About this task:
Within these entries, how many lines contain the word "suspicion"? Answer with the number alone.

··· Source data

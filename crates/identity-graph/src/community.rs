use std::collections::HashMap;

use identity_core::Identifier;
use identity_provider::VouchGraph;

pub type Community = Vec<Identifier>;

/// Greedy seed-and-grow community detection: in canonical node order,
/// each unassigned identity joins the existing community its outgoing
/// vouches most land in, or else seeds a new one. An intentionally simple
/// approximation — exact modularity maximization is out of scope.
pub fn detect_communities(graph: &VouchGraph) -> Vec<Community> {
    let mut nodes: Vec<&Identifier> = graph.nodes.iter().collect();
    nodes.sort();

    let mut assignment: HashMap<Identifier, usize> = HashMap::new();
    let mut communities: Vec<Community> = Vec::new();

    for node in nodes {
        if assignment.contains_key(node) {
            continue;
        }
        let mut counts: HashMap<usize, usize> = HashMap::new();
        for edge in graph.outgoing(node) {
            if let Some(&community_idx) = assignment.get(&edge.to) {
                *counts.entry(community_idx).or_insert(0) += 1;
            }
        }
        let best = counts
            .into_iter()
            .max_by(|a, b| a.1.cmp(&b.1).then(b.0.cmp(&a.0)))
            .map(|(idx, _)| idx);

        let community_idx = match best {
            Some(idx) => idx,
            None => {
                communities.push(Vec::new());
                communities.len() - 1
            }
        };
        communities[community_idx].push(node.clone());
        assignment.insert(node.clone(), community_idx);
    }

    communities
}

#[cfg(test)]
mod tests {
    use super::*;
    use identity_provider::VouchEdge;

    fn id(s: &str) -> Identifier {
        Identifier::new(s).unwrap()
    }

    #[test]
    fn isolated_nodes_form_singleton_communities() {
        let graph = VouchGraph {
            nodes: vec![id("key:a"), id("key:b")],
            edges: vec![],
        };
        let communities = detect_communities(&graph);
        assert_eq!(communities.len(), 2);
    }

    #[test]
    fn mutual_vouchers_join_same_community() {
        let graph = VouchGraph {
            nodes: vec![id("key:a"), id("key:b"), id("key:c")],
            edges: vec![
                VouchEdge { from: id("key:a"), to: id("key:b"), strength: 1.0, epoch: 1 },
                VouchEdge { from: id("key:c"), to: id("key:b"), strength: 1.0, epoch: 1 },
            ],
        };
        let communities = detect_communities(&graph);
        // key:a is processed first (seeds community 0); key:b joins it (no
        // assigned targets yet, seeds its own); key:c's only outgoing vouch
        // lands on key:b, joining key:b's community.
        assert!(communities.iter().any(|c| c.len() >= 2));
    }
}
pub mod budget;
pub mod checkpoint;
pub mod constants;
pub mod error;
pub mod event;
pub mod evidence;
pub mod proposal;
pub mod ruleset;
pub mod score;
pub mod statuslist;
pub mod types;

pub use budget::VouchBudget;
pub use checkpoint::Checkpoint;
pub use constants::*;
pub use error::IdentityError;
pub use event::{canonical_sort_key, Direction, Event, EventType};
pub use evidence::{AttestationPayload, KycPayload, ReportPayload, VouchPayload};
pub use proposal::{Approval, Proposal, ProposalStatus};
pub use ruleset::{BudgetParams, CommitteeParams, DecayKind, Factors, RuleSet};
pub use score::{ScoreComponents, ScoreRecord};
pub use statuslist::{StatusCheckResult, StatusListCredential, StatusListEntry, StatusPurpose};
pub use types::{ContentId, Context, Epoch, Identifier, Timestamp};
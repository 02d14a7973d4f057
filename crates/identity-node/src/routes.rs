use std::sync::Arc;

use axum::extract::{Path, Query, State};
use axum::response::Json;
use axum::routing::{get, post};
use axum::Router;
use tower_http::trace::TraceLayer;

use identity_core::{Epoch, Identifier, IdentityError};
use identity_crypto::verify_score_proof;
use identity_store::EpochRange;

use crate::config::Config;
use crate::dto::*;
use crate::error::AppError;
use crate::health;
use crate::state::AppState;

type AppResult<T> = Result<Json<T>, AppError>;

fn parse_identity(raw: &str) -> Result<Identifier, AppError> {
    Identifier::new(raw).map_err(AppError::from)
}

async fn get_score(
    State(state): State<Arc<AppState>>,
    Path(id): Path<String>,
    Query(query): Query<ScoreQuery>,
) -> AppResult<ScoreResponse> {
    let identity = parse_identity(&id)?;
    let context = AppState::resolve_context(query.context);
    let epoch = AppState::resolve_epoch(query.epoch);
    let rules = state.registry.get_active()?;

    let record = state.engine.compute_score(&identity, &context, epoch, &rules)?;

    let components = if query.include_factors { Some(record.components) } else { None };
    let proof = if query.include_proof {
        let (_, proof) = state.engine.sign_proof(&state.signer, &identity, &context, epoch, &rules)?;
        Some(proof)
    } else {
        None
    };

    Ok(Json(ScoreResponse {
        identity: record.identity.to_string(),
        context: record.context,
        epoch: record.epoch,
        value: record.value,
        components,
        proof,
    }))
}

async fn recompute_score(
    State(state): State<Arc<AppState>>,
    Path(id): Path<String>,
    Query(query): Query<ScoreQuery>,
) -> AppResult<ScoreResponse> {
    // Recompute is identical to `GET /score/{id}` — scores are pure
    // functions of stored events, there is no cache to invalidate.
    get_score(State(state), Path(id), Query(query)).await
}

async fn batch_score(
    State(state): State<Arc<AppState>>,
    Json(request): Json<BatchScoreRequest>,
) -> AppResult<BatchScoreResponse> {
    let rules = state.registry.get_active()?;
    let mut results = Vec::with_capacity(request.requests.len());

    for item in request.requests {
        let outcome = (|| -> Result<ScoreResponse, IdentityError> {
            let identity = Identifier::new(&item.identity)?;
            let context = AppState::resolve_context(item.context);
            let epoch = AppState::resolve_epoch(item.epoch);
            let record = state.engine.compute_score(&identity, &context, epoch, &rules)?;
            Ok(ScoreResponse {
                identity: record.identity.to_string(),
                context: record.context,
                epoch: record.epoch,
                value: record.value,
                components: None,
                proof: None,
            })
        })();

        results.push(match outcome {
            Ok(score) => BatchScoreResult { identity: item.identity, score: Some(score), error: None },
            Err(e) => BatchScoreResult { identity: item.identity, score: None, error: Some(e.to_string()) },
        });
    }

    Ok(Json(BatchScoreResponse { results }))
}

async fn score_factors(
    State(state): State<Arc<AppState>>,
    Path(id): Path<String>,
    Query(query): Query<ScoreQuery>,
) -> AppResult<ScoreResponse> {
    let identity = parse_identity(&id)?;
    let context = AppState::resolve_context(query.context);
    let epoch = AppState::resolve_epoch(query.epoch);
    let rules = state.registry.get_active()?;
    let record = state.engine.compute_score(&identity, &context, epoch, &rules)?;
    Ok(Json(ScoreResponse {
        identity: record.identity.to_string(),
        context: record.context,
        epoch: record.epoch,
        value: record.value,
        components: Some(record.components),
        proof: None,
    }))
}

async fn score_proof(
    State(state): State<Arc<AppState>>,
    Path(id): Path<String>,
    Query(query): Query<ScoreQuery>,
) -> AppResult<ScoreResponse> {
    let identity = parse_identity(&id)?;
    let context = AppState::resolve_context(query.context);
    let epoch = AppState::resolve_epoch(query.epoch);
    let rules = state.registry.get_active()?;
    let (record, proof) = state.engine.sign_proof(&state.signer, &identity, &context, epoch, &rules)?;
    Ok(Json(ScoreResponse {
        identity: record.identity.to_string(),
        context: record.context,
        epoch: record.epoch,
        value: record.value,
        components: None,
        proof: Some(proof),
    }))
}

async fn verify_proof(Json(request): Json<VerifyProofRequest>) -> Json<VerifyProofResponse> {
    match verify_score_proof(&request.proof) {
        Ok(()) => Json(VerifyProofResponse { valid: true, error: None }),
        Err(e) => Json(VerifyProofResponse { valid: false, error: Some(e.to_string()) }),
    }
}

async fn get_budget(
    State(state): State<Arc<AppState>>,
    Path(id): Path<String>,
    Query(query): Query<ScoreQuery>,
) -> AppResult<BudgetResponse> {
    let identity = parse_identity(&id)?;
    let context = AppState::resolve_context(query.context);
    let epoch = AppState::resolve_epoch(query.epoch);
    let rules = state.registry.get_active()?;
    let params = rules.budget_for(&context);
    let budget = state.budget.manager().get(&identity, &context, epoch, params)?;
    Ok(Json(BudgetResponse {
        identity: budget.identity.to_string(),
        context: budget.context,
        epoch: budget.epoch,
        total: budget.total,
        spent: budget.spent,
        remaining: budget.remaining,
        reputation_bond: budget.reputation_bond,
    }))
}

async fn spend_budget(
    State(state): State<Arc<AppState>>,
    Path(id): Path<String>,
    Json(request): Json<SpendRequest>,
) -> AppResult<SpendResponse> {
    let identity = parse_identity(&id)?;
    let rules = state.registry.get_active()?;
    let params = rules.budget_for(&request.context);
    let now = chrono::Utc::now().timestamp();
    match state.budget.spend(&identity, &request.context, request.epoch, params, request.amount, now) {
        Ok(_) => Ok(Json(SpendResponse { success: true, message: "spent".into() })),
        Err(e) => Err(AppError::from(e)),
    }
}

async fn refill_budget(
    State(state): State<Arc<AppState>>,
    Path(id): Path<String>,
    Json(request): Json<RefillRequest>,
) -> AppResult<SpendResponse> {
    let identity = parse_identity(&id)?;
    let rules = state.registry.get_active()?;
    let params = rules.budget_for(&request.context);
    state.budget.manager().refill(&identity, &request.context, request.epoch, params, request.score)?;
    Ok(Json(SpendResponse { success: true, message: "refilled".into() }))
}

async fn budget_utilization(
    State(state): State<Arc<AppState>>,
    Path(id): Path<String>,
    Query(query): Query<ScoreQuery>,
) -> AppResult<UtilizationResponse> {
    let identity = parse_identity(&id)?;
    let context = AppState::resolve_context(query.context);
    let epoch = AppState::resolve_epoch(query.epoch);
    let rules = state.registry.get_active()?;
    let params = rules.budget_for(&context);
    let now = chrono::Utc::now().timestamp();
    let record = state.budget.utilization(&identity, &context, epoch, params, now)?;
    Ok(Json(UtilizationResponse {
        utilization_rate: record.utilization_rate,
        penalty: record.penalty,
        timestamp: record.timestamp,
    }))
}

async fn analysis_collusion(
    State(state): State<Arc<AppState>>,
    Query(query): Query<AnalysisQuery>,
) -> AppResult<Vec<CollusionClusterResponse>> {
    let context = AppState::resolve_context(query.context);
    let epoch = AppState::resolve_epoch(query.epoch);
    let rules = state.registry.get_active()?;
    let threshold = query.threshold.unwrap_or(rules.collusion_threshold);
    let range = core_range_for(epoch);
    let graph = state.provider.vouch_graph(&context, range)?;
    let clusters = identity_graph::find_collusion_clusters(&graph, threshold);
    Ok(Json(
        clusters
            .into_iter()
            .map(|c| CollusionClusterResponse {
                members: c.members.iter().map(|m| m.to_string()).collect(),
                density: c.density,
                suspicion: c.suspicion,
                confidence: c.confidence,
            })
            .collect(),
    ))
}

async fn analysis_dense_subgraphs(
    state: State<Arc<AppState>>,
    query: Query<AnalysisQuery>,
) -> AppResult<Vec<CollusionClusterResponse>> {
    // Same underlying dense-subgraph search as `/analysis/collusion`; kept
    // as a distinct route since callers may want a lower, exploratory
    // threshold without touching the rule set's collusion threshold.
    analysis_collusion(state, query).await
}

async fn analysis_diversity(
    State(state): State<Arc<AppState>>,
    Path(id): Path<String>,
    Query(query): Query<AnalysisQuery>,
) -> AppResult<DiversityResponse> {
    let identity = parse_identity(&id)?;
    let context = AppState::resolve_context(query.context);
    let epoch = AppState::resolve_epoch(query.epoch);
    let range = core_range_for(epoch);
    let graph = state.provider.vouch_graph(&context, range)?;
    let communities = identity_graph::detect_communities(&graph);
    let diversity = identity_graph::shannon_diversity(&identity, &graph, &communities);
    Ok(Json(DiversityResponse { id, context, epoch, diversity }))
}

fn core_range_for(epoch: Epoch) -> EpochRange {
    EpochRange { from: Epoch::MIN, to: Some(epoch + 1) }
}

async fn get_config(State(state): State<Arc<AppState>>) -> Json<Config> {
    Json(state.config.read().expect("config lock poisoned").clone())
}

async fn put_config(
    State(state): State<Arc<AppState>>,
    Json(new_config): Json<Config>,
) -> AppResult<Config> {
    new_config.validate()?;
    let mut guard = state.config.write().expect("config lock poisoned");
    *guard = new_config.clone();
    Ok(Json(new_config))
}

async fn get_health(State(state): State<Arc<AppState>>) -> Json<HealthResponse> {
    Json(health::check(&state))
}

pub fn build_router(state: Arc<AppState>) -> Router {
    Router::new()
        .route("/score/:id", get(get_score))
        .route("/score/:id/recompute", post(recompute_score))
        .route("/scores/batch", post(batch_score))
        .route("/score/:id/factors", get(score_factors))
        .route("/score/:id/proof", get(score_proof))
        .route("/proof/verify", post(verify_proof))
        .route("/budget/:id", get(get_budget))
        .route("/budget/:id/spend", post(spend_budget))
        .route("/budget/:id/refill", post(refill_budget))
        .route("/budget/:id/utilization", get(budget_utilization))
        .route("/analysis/collusion", get(analysis_collusion))
        .route("/analysis/dense-subgraphs", get(analysis_dense_subgraphs))
        .route("/analysis/diversity/:id", get(analysis_diversity))
        .route("/config", get(get_config).put(put_config))
        .route("/health", get(get_health))
        .layer(TraceLayer::new_for_http())
        .with_state(state)
}
use identity_codec::content_id_of_bytes;
use identity_provider::{AttestationRecord, KycRecord, ReportRecord, VouchRecord};

/// Canonical per-record lines (`v:<from>:<to>:<strength>:<epoch>`,
/// `a:<issuer>:<type>:<weight>:<epoch>`, etc.), concatenated in sorted order
/// and hashed with SHA-256. Feeds the signed proof's `input_hash` field; two
/// evaluations over the same event set must hash identically.
#[allow(clippy::too_many_arguments)]
pub fn compute_input_hash(
    identity: &str,
    vouches: &[VouchRecord],
    attestations: &[AttestationRecord],
    kyc: &[KycRecord],
    reports: &[ReportRecord],
) -> String {
    let mut lines: Vec<String> = Vec::new();

    let mut vouches = vouches.to_vec();
    vouches.sort_by(|a, b| a.from.cmp(&b.from).then(a.epoch.cmp(&b.epoch)));
    for v in &vouches {
        lines.push(format!("v:{}:{}:{:.6}:{}", v.from, identity, v.strength, v.epoch));
    }

    let mut attestations = attestations.to_vec();
    attestations.sort_by(|a, b| a.issuer.cmp(&b.issuer).then(a.epoch.cmp(&b.epoch)));
    for a in &attestations {
        lines.push(format!("a:{}:attestation:{:.6}:{}", a.issuer, a.weight, a.epoch));
    }

    let mut kyc = kyc.to_vec();
    kyc.sort_by(|a, b| a.issuer.cmp(&b.issuer).then(a.epoch.cmp(&b.epoch)));
    for k in &kyc {
        lines.push(format!("k:{}:kyc:{:.6}:{}", k.issuer, k.weight, k.epoch));
    }

    let mut reports = reports.to_vec();
    reports.sort_by(|a, b| a.issuer.cmp(&b.issuer).then(a.epoch.cmp(&b.epoch)));
    for r in &reports {
        lines.push(format!("r:{}:report:{:.6}:{}", r.issuer, r.severity, r.epoch));
    }

    content_id_of_bytes(lines.join("\n").as_bytes()).to_hex()
}

#[cfg(test)]
mod tests {
    use super::*;
    use identity_core::Identifier;

    #[test]
    fn hash_is_order_independent() {
        let a = VouchRecord { from: Identifier::new("key:a").unwrap(), strength: 1.0, epoch: 1 };
        let b = VouchRecord { from: Identifier::new("key:b").unwrap(), strength: 2.0, epoch: 2 };
        let h1 = compute_input_hash("key:target", &[a.clone(), b.clone()], &[], &[], &[]);
        let h2 = compute_input_hash("key:target", &[b, a], &[], &[], &[]);
        assert_eq!(h1, h2);
    }

    #[test]
    fn hash_changes_with_content() {
        let a = VouchRecord { from: Identifier::new("key:a").unwrap(), strength: 1.0, epoch: 1 };
        let h1 = compute_input_hash("key:target", &[a.clone()], &[], &[], &[]);
        let mut a2 = a;
        a2.strength = 2.0;
        let h2 = compute_input_hash("key:target", &[a2], &[], &[], &[]);
        assert_ne!(h1, h2);
    }
}
use identity_core::IdentityError;
use serde::{Deserialize, Serialize};

use crate::keypair::{verify, Signer};

/// Signed attestation that a score was computed: `sign(<id>|<context>|
/// <value:6-decimal>|<epoch>|<input-hash>)`. Verification recomputes the
/// canonical string and checks the signature — it never re-evaluates the
/// scoring formula.
#[derive(Debug, Clone, Serialize, Deserialize)]
pub struct ScoreProof {
    pub identity: String,
    pub context: String,
    pub value: f64,
    pub epoch: i64,
    pub input_hash: String,
    pub algorithm: String,
    pub public_key: Vec<u8>,
    pub signature: Vec<u8>,
}

fn canonical_message(identity: &str, context: &str, value: f64, epoch: i64, input_hash: &str) -> Vec<u8> {
    format!("{identity}|{context}|{value:.6}|{epoch}|{input_hash}").into_bytes()
}

pub fn sign_score_proof(
    signer: &Signer,
    identity: &str,
    context: &str,
    value: f64,
    epoch: i64,
    input_hash: &str,
) -> ScoreProof {
    let message = canonical_message(identity, context, value, epoch, input_hash);
    ScoreProof {
        identity: identity.to_string(),
        context: context.to_string(),
        value,
        epoch,
        input_hash: input_hash.to_string(),
        algorithm: "ed25519".to_string(),
        public_key: signer.public_key_bytes().to_vec(),
        signature: signer.sign(&message),
    }
}

pub fn verify_score_proof(proof: &ScoreProof) -> Result<(), IdentityError> {
    if proof.algorithm != "ed25519" {
        return Err(IdentityError::SignatureFailure(format!(
            "unsupported algorithm: {}",
            proof.algorithm
        )));
    }
    let message = canonical_message(
        &proof.identity,
        &proof.context,
        proof.value,
        proof.epoch,
        &proof.input_hash,
    );
    verify(&proof.public_key, &message, &proof.signature)
}

#[cfg(test)]
mod tests {
    use super::*;

    #[test]
    fn proof_round_trip() {
        let signer = Signer::generate();
        let proof = sign_score_proof(&signer, "key:alice", "commerce", 42.123456, 100, "deadbeef");
        assert!(verify_score_proof(&proof).is_ok());
    }

    #[test]
    fn mutated_value_invalidates_signature() {
        let signer = Signer::generate();
        let mut proof = sign_score_proof(&signer, "key:alice", "commerce", 42.123456, 100, "deadbeef");
        proof.value = 99.0;
        assert!(verify_score_proof(&proof).is_err());
    }
}
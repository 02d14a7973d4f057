use serde::{Deserialize, Serialize};

use crate::types::{ContentId, Epoch, Identifier, Timestamp};

/// Epoch-keyed, committee-signed transparency-log checkpoint. Invariant:
/// the checkpoint at epoch `ε` covers exactly all events with
/// `epoch <= ε`; `tree_size` is monotonic in `ε`.
#[derive(Debug, Clone, Serialize, Deserialize)]
pub struct Checkpoint {
    pub tree_id: String,
    pub root: ContentId,
    pub tree_size: u64,
    pub epoch: Epoch,
    pub timestamp: Timestamp,
    pub signers: Vec<Identifier>,
    pub threshold_signature: Vec<u8>,
}
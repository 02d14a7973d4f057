use serde::{Deserialize, Serialize};

use identity_core::{Epoch, ScoreComponents};
use identity_crypto::ScoreProof;

#[derive(Debug, Deserialize)]
pub struct ScoreQuery {
    pub context: Option<String>,
    pub epoch: Option<Epoch>,
    #[serde(default)]
    pub include_proof: bool,
    #[serde(default)]
    pub include_factors: bool,
}

#[derive(Debug, Serialize)]
pub struct ScoreResponse {
    pub identity: String,
    pub context: String,
    pub epoch: Epoch,
    pub value: f64,
    #[serde(skip_serializing_if = "Option::is_none")]
    pub components: Option<ScoreComponents>,
    #[serde(skip_serializing_if = "Option::is_none")]
    pub proof: Option<ScoreProof>,
}

#[derive(Debug, Deserialize)]
pub struct BatchScoreItem {
    pub identity: String,
    pub context: Option<String>,
    pub epoch: Option<Epoch>,
}

#[derive(Debug, Deserialize)]
pub struct BatchScoreRequest {
    pub requests: Vec<BatchScoreItem>,
}

#[derive(Debug, Serialize)]
pub struct BatchScoreResult {
    pub identity: String,
    #[serde(skip_serializing_if = "Option::is_none")]
    pub score: Option<ScoreResponse>,
    #[serde(skip_serializing_if = "Option::is_none")]
    pub error: Option<String>,
}

#[derive(Debug, Serialize)]
pub struct BatchScoreResponse {
    pub results: Vec<BatchScoreResult>,
}

#[derive(Debug, Deserialize)]
pub struct VerifyProofRequest {
    pub proof: ScoreProof,
}

#[derive(Debug, Serialize)]
pub struct VerifyProofResponse {
    pub valid: bool,
    #[serde(skip_serializing_if = "Option::is_none")]
    pub error: Option<String>,
}

#[derive(Debug, Serialize)]
pub struct BudgetResponse {
    pub identity: String,
    pub context: String,
    pub epoch: Epoch,
    pub total: f64,
    pub spent: f64,
    pub remaining: f64,
    pub reputation_bond: f64,
}

#[derive(Debug, Deserialize)]
pub struct SpendRequest {
    pub context: String,
    pub epoch: Epoch,
    pub amount: f64,
}

#[derive(Debug, Deserialize)]
pub struct RefillRequest {
    pub context: String,
    pub epoch: Epoch,
    pub score: f64,
}

#[derive(Debug, Serialize)]
pub struct SpendResponse {
    pub success: bool,
    pub message: String,
}

#[derive(Debug, Serialize)]
pub struct UtilizationResponse {
    pub utilization_rate: f64,
    pub penalty: f64,
    pub timestamp: i64,
}

#[derive(Debug, Deserialize)]
pub struct AnalysisQuery {
    pub context: Option<String>,
    pub epoch: Option<Epoch>,
    pub threshold: Option<f64>,
}

#[derive(Debug, Serialize)]
pub struct CollusionClusterResponse {
    pub members: Vec<String>,
    pub density: f64,
    pub suspicion: f64,
    pub confidence: f64,
}

#[derive(Debug, Serialize)]
pub struct DiversityResponse {
    pub id: String,
    pub context: String,
    pub epoch: Epoch,
    pub diversity: f64,
}

#[derive(Debug, Serialize)]
pub struct HealthResponse {
    pub status: String,
    pub components: Vec<ComponentHealth>,
}

#[derive(Debug, Serialize)]
pub struct ComponentHealth {
    pub name: String,
    pub status: String,
    #[serde(skip_serializing_if = "Option::is_none")]
    pub detail: Option<String>,
}
use identity_core::{Epoch, Identifier};

/// One non-expired KYC/PoP credential, as consumed by the scoring engine's
/// `K` factor.
#[derive(Debug, Clone)]
pub struct KycRecord {
    pub issuer: Identifier,
    pub weight: f64,
    pub epoch: Epoch,
}

/// One attestation, as consumed by the `A` factor.
#[derive(Debug, Clone)]
pub struct AttestationRecord {
    pub issuer: Identifier,
    pub weight: f64,
    pub issuer_reputation: f64,
    pub epoch: Epoch,
}

/// One vouch received by the target identity, as consumed by the `V`
/// factor.
#[derive(Debug, Clone)]
pub struct VouchRecord {
    pub from: Identifier,
    pub strength: f64,
    pub epoch: Epoch,
}

/// One report, as consumed by the `R` factor. The scoring engine filters to
/// `adjudicated && upheld` before summing.
#[derive(Debug, Clone)]
pub struct ReportRecord {
    pub issuer: Identifier,
    pub severity: f64,
    pub adjudicated: bool,
    pub upheld: bool,
    pub epoch: Epoch,
}

/// A directed, weighted vouch edge within a `(context, epoch-range)`
/// window, as consumed by the graph analyzer.
#[derive(Debug, Clone)]
pub struct VouchEdge {
    pub from: Identifier,
    pub to: Identifier,
    pub strength: f64,
    pub epoch: Epoch,
}

/// The derived vouch graph handed to `identity-graph`: nodes are
/// identities, edges are vouches observed in the requested window.
#[derive(Debug, Clone, Default)]
pub struct VouchGraph {
    pub nodes: Vec<Identifier>,
    pub edges: Vec<VouchEdge>,
}

impl VouchGraph {
    /// Outgoing edges from `id`.
    pub fn outgoing<'a>(&'a self, id: &'a Identifier) -> impl Iterator<Item = &'a VouchEdge> {
        self.edges.iter().filter(move |e| &e.from == id)
    }

    /// Incoming edges to `id` (the vouches it has received).
    pub fn incoming<'a>(&'a self, id: &'a Identifier) -> impl Iterator<Item = &'a VouchEdge> {
        self.edges.iter().filter(move |e| &e.to == id)
    }
}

······

Task response:
2